Alpha - Sometime Later (YouTube) (Spotify)
Alpha - Somewhere Not Here (YouTube) (Spotify)


There is this man, in Sometime Later by Alpha. He is a trapped man. A thoroughly ensnared man. Entangled by a net, he struggles against drowning. He is caught in the binding force of lust, of delay, of possibility, of just maybe sometime later. And it's long. The song is long, the wait is long, and the longing is an ache. The ache takes form. It becomes this ugly green pool below our rib cages. It's disgusting, it's awful, and it's perversely beautiful. 

His words, the words of this beaten man, are half-formed invocations. They are begging prayer. I suffer with him. How can I continue to listen to this man struggling for air? I rage at my inability to claw my way into ear-buds, race with knife between my teeth down the cord to find this poor, poor soul. To find him in that trawling net beside bluefin and dolphin. To hack away at the abrasive rope that pulls his swelling body across oceans. 

If I can't free him from that net, then I wish to give him words. Words of comfort, words that bring peace. Words to help express in sentences, what he seems to struggle to say in song. 

Life is such a slow drowning. A slog of a wait to expire. That is, until it isn't. For some of us there is that breaching moment when hands penetrate the sea. When a firm palm finds a limp wrist. That moment we are plucked up by mermaids or sailors. 

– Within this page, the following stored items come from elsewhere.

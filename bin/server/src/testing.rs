//! Test support: a mock identity provider and a cookie-keeping browser.

use std::collections::BTreeMap;
use std::path::Path;

use axum::body::Body;
use axum::http::{HeaderValue, Request, Response, header};
use chrono::{DateTime, Duration, Utc};
use oauth_shield_identity::OidcConfig;
use openidconnect::core::{
    CoreIdToken, CoreIdTokenClaims, CoreJwsSigningAlgorithm, CoreRsaPrivateSigningKey,
};
use openidconnect::{
    Audience, EmptyAdditionalClaims, EndUserEmail, IssuerUrl, JsonWebKeyId, Nonce,
    PrivateSigningKey, StandardClaims, SubjectIdentifier,
};
use wiremock::matchers::{method, path};
use wiremock::{Mock, MockServer, ResponseTemplate};

use crate::auth::OidcClient;
use crate::config::ServerConfig;

pub const TEST_CLIENT_ID: &str = "gateway-client";
pub const TEST_CLIENT_SECRET: &str = "gateway-secret";
pub const TEST_ISSUER: &str = "https://issuer.test";
pub const TEST_KEY_ID: &str = "test-key";
pub const TEST_SECRET_KEY: &str =
    "0123456789abcdef0123456789abcdef0123456789abcdef0123456789abcdef";

const PROVIDER_KEY_PEM: &str = include_str!("testdata/provider_key.pem");

/// Identity provider backed by a wiremock server.
pub struct MockProvider {
    pub server: MockServer,
}

impl MockProvider {
    pub async fn start() -> Self {
        Self {
            server: MockServer::start().await,
        }
    }

    pub fn issuer(&self) -> String {
        TEST_ISSUER.to_string()
    }

    pub fn authorize_url(&self) -> String {
        format!("{}/authorize", self.server.uri())
    }

    pub fn oidc_config(&self) -> OidcConfig {
        OidcConfig::builder(TEST_CLIENT_ID.to_string(), TEST_CLIENT_SECRET.to_string())
            .issuer_url(TEST_ISSUER.to_string())
            .authorization_url(self.authorize_url())
            .token_url(format!("{}/token", self.server.uri()))
            .keys_url(format!("{}/keys", self.server.uri()))
            .timeout_seconds(2)
            .build()
    }

    pub fn client(&self) -> OidcClient {
        OidcClient::new(
            self.oidc_config(),
            "http://gateway.test/__oauth/callback".to_string(),
        )
        .expect("client")
    }

    /// Configuration source pointing at this provider, open for further
    /// overrides.
    pub fn config_builder(
        &self,
        authorized_domains: &str,
        static_path: &Path,
    ) -> config::ConfigBuilder<config::builder::DefaultState> {
        let uri = self.server.uri();
        config::Config::builder()
            .set_override("service_name", "Test Docs")
            .expect("override")
            .set_override("domain", "gateway.test")
            .expect("override")
            .set_override("cors_origins", "https://app.example.com")
            .expect("override")
            .set_override("secret_key", TEST_SECRET_KEY)
            .expect("override")
            .set_override("authorized_domains", authorized_domains)
            .expect("override")
            .set_override("static_path", static_path.display().to_string())
            .expect("override")
            .set_override("templates_dir", "/nonexistent/templates")
            .expect("override")
            .set_override("oidc.client_id", TEST_CLIENT_ID)
            .expect("override")
            .set_override("oidc.client_secret", TEST_CLIENT_SECRET)
            .expect("override")
            .set_override("oidc.issuer_url", TEST_ISSUER)
            .expect("override")
            .set_override("oidc.authorization_url", format!("{uri}/authorize"))
            .expect("override")
            .set_override("oidc.token_url", format!("{uri}/token"))
            .expect("override")
            .set_override("oidc.keys_url", format!("{uri}/keys"))
            .expect("override")
            .set_override("oidc.timeout_seconds", 2)
            .expect("override")
    }

    /// Gateway configuration pointing at this provider.
    pub fn server_config(&self, authorized_domains: &str, static_path: &Path) -> ServerConfig {
        self.config_builder(authorized_domains, static_path)
            .build()
            .expect("build")
            .try_deserialize()
            .expect("deserialize")
    }

    /// ID token signed with the published key.
    pub fn id_token(&self, nonce: &str, email: &str) -> String {
        TestToken::new(nonce).email(email).sign()
    }

    /// Publishes the key set; each callback must fetch it exactly once.
    pub async fn mount_keys(&self) {
        self.mount_key_set(&[Some(TEST_KEY_ID)]).await;
    }

    /// Publishes one copy of the provider key per entry, each under the
    /// given `kid` or none at all.
    pub async fn mount_key_set(&self, key_ids: &[Option<&str>]) {
        let keys: Vec<_> = key_ids
            .iter()
            .map(|key_id| signing_key(*key_id).as_verification_key())
            .collect();
        Mock::given(method("GET"))
            .and(path("/keys"))
            .respond_with(
                ResponseTemplate::new(200).set_body_json(serde_json::json!({ "keys": keys })),
            )
            .expect(1)
            .mount(&self.server)
            .await;
    }

    /// Answers one code exchange with the given ID token.
    pub async fn mount_token_response(&self, id_token: Option<String>) {
        let mut body = serde_json::json!({
            "access_token": "access",
            "token_type": "Bearer",
            "expires_in": 3600,
        });
        if let Some(id_token) = id_token {
            body["id_token"] = serde_json::Value::String(id_token);
        }

        Mock::given(method("POST"))
            .and(path("/token"))
            .respond_with(ResponseTemplate::new(200).set_body_json(body))
            .expect(1)
            .mount(&self.server)
            .await;
    }
}

fn signing_key(key_id: Option<&str>) -> CoreRsaPrivateSigningKey {
    CoreRsaPrivateSigningKey::from_pem(
        PROVIDER_KEY_PEM,
        key_id.map(|id| JsonWebKeyId::new(id.to_string())),
    )
    .expect("test key")
}

/// ID token as the provider would issue it, with knobs for the claims a
/// gateway must check.
#[derive(Debug, Clone)]
pub struct TestToken {
    key_id: Option<String>,
    issuer: String,
    audience: String,
    nonce: String,
    email: String,
    issued_at: DateTime<Utc>,
    expires_at: DateTime<Utc>,
}

impl TestToken {
    pub fn new(nonce: &str) -> Self {
        let now = Utc::now();
        Self {
            key_id: Some(TEST_KEY_ID.to_string()),
            issuer: TEST_ISSUER.to_string(),
            audience: TEST_CLIENT_ID.to_string(),
            nonce: nonce.to_string(),
            email: "user@example.com".to_string(),
            issued_at: now,
            expires_at: now + Duration::minutes(5),
        }
    }

    pub fn email(mut self, email: &str) -> Self {
        self.email = email.to_string();
        self
    }

    pub fn key_id(mut self, key_id: Option<&str>) -> Self {
        self.key_id = key_id.map(str::to_string);
        self
    }

    pub fn issuer(mut self, issuer: &str) -> Self {
        self.issuer = issuer.to_string();
        self
    }

    pub fn audience(mut self, audience: &str) -> Self {
        self.audience = audience.to_string();
        self
    }

    /// Issued ten minutes ago, expired five minutes ago.
    pub fn expired(mut self) -> Self {
        let now = Utc::now();
        self.issued_at = now - Duration::minutes(10);
        self.expires_at = now - Duration::minutes(5);
        self
    }

    /// Compact JWT signed with the provider key.
    pub fn sign(&self) -> String {
        let claims = CoreIdTokenClaims::new(
            IssuerUrl::new(self.issuer.clone()).expect("issuer"),
            vec![Audience::new(self.audience.clone())],
            self.expires_at,
            self.issued_at,
            StandardClaims::new(SubjectIdentifier::new("user-1".to_string()))
                .set_email(Some(EndUserEmail::new(self.email.clone()))),
            EmptyAdditionalClaims {},
        )
        .set_nonce(Some(Nonce::new(self.nonce.clone())));

        let token = CoreIdToken::new(
            claims,
            &signing_key(self.key_id.as_deref()),
            CoreJwsSigningAlgorithm::RsaSsaPkcs1V15Sha256,
            None,
            None,
        )
        .expect("signed token");

        serde_json::to_value(&token)
            .expect("serialize token")
            .as_str()
            .expect("compact token")
            .to_string()
    }
}

/// Keeps cookies across requests the way a browser does.
#[derive(Debug, Default)]
pub struct Browser {
    cookies: BTreeMap<String, String>,
}

impl Browser {
    pub fn new() -> Self {
        Self::default()
    }

    /// Stores or drops cookies named in the response's Set-Cookie headers.
    pub fn absorb<B>(&mut self, response: &Response<B>) {
        for value in response.headers().get_all(header::SET_COOKIE) {
            let Some(pair) = value.to_str().ok().and_then(|v| v.split(';').next()) else {
                continue;
            };
            let Some((name, value)) = pair.split_once('=') else {
                continue;
            };
            if value.is_empty() {
                self.cookies.remove(name);
            } else {
                self.cookies.insert(name.to_string(), value.to_string());
            }
        }
    }

    pub fn has_cookie(&self, name: &str) -> bool {
        self.cookies.contains_key(name)
    }

    pub fn get(&self, uri: &str) -> Request<Body> {
        let mut request = Request::builder()
            .uri(uri)
            .body(Body::empty())
            .expect("request");

        if !self.cookies.is_empty() {
            let header_value = self
                .cookies
                .iter()
                .map(|(name, value)| format!("{name}={value}"))
                .collect::<Vec<_>>()
                .join("; ");
            request.headers_mut().insert(
                header::COOKIE,
                HeaderValue::from_str(&header_value).expect("cookie header"),
            );
        }

        request
    }
}

/// Location header of a redirect.
pub fn location<B>(response: &Response<B>) -> String {
    response
        .headers()
        .get(header::LOCATION)
        .and_then(|v| v.to_str().ok())
        .expect("location header")
        .to_string()
}

pub async fn body_text(response: Response<Body>) -> String {
    let bytes = axum::body::to_bytes(response.into_body(), usize::MAX)
        .await
        .expect("body");
    String::from_utf8(bytes.to_vec()).expect("utf-8 body")
}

For others, that breach never comes.

At the end of the album (Come From Heaven) the same melody plays, and you think it's a repeat. But a smooth female voice tells us that we have moved to the beach. Tragically belated, she sings of our friend in the net. Does she know that the boat that pulls her eyes to the horizon tows him below it? Her words are a phantom life-safer. "You were safe and warm, I was in your hands." Cruel, cruel, cruel for our drowned man. This is a song of nostalgia. The separation is permanent. Perhaps sometime later they could've been together. Somewhere, but not here.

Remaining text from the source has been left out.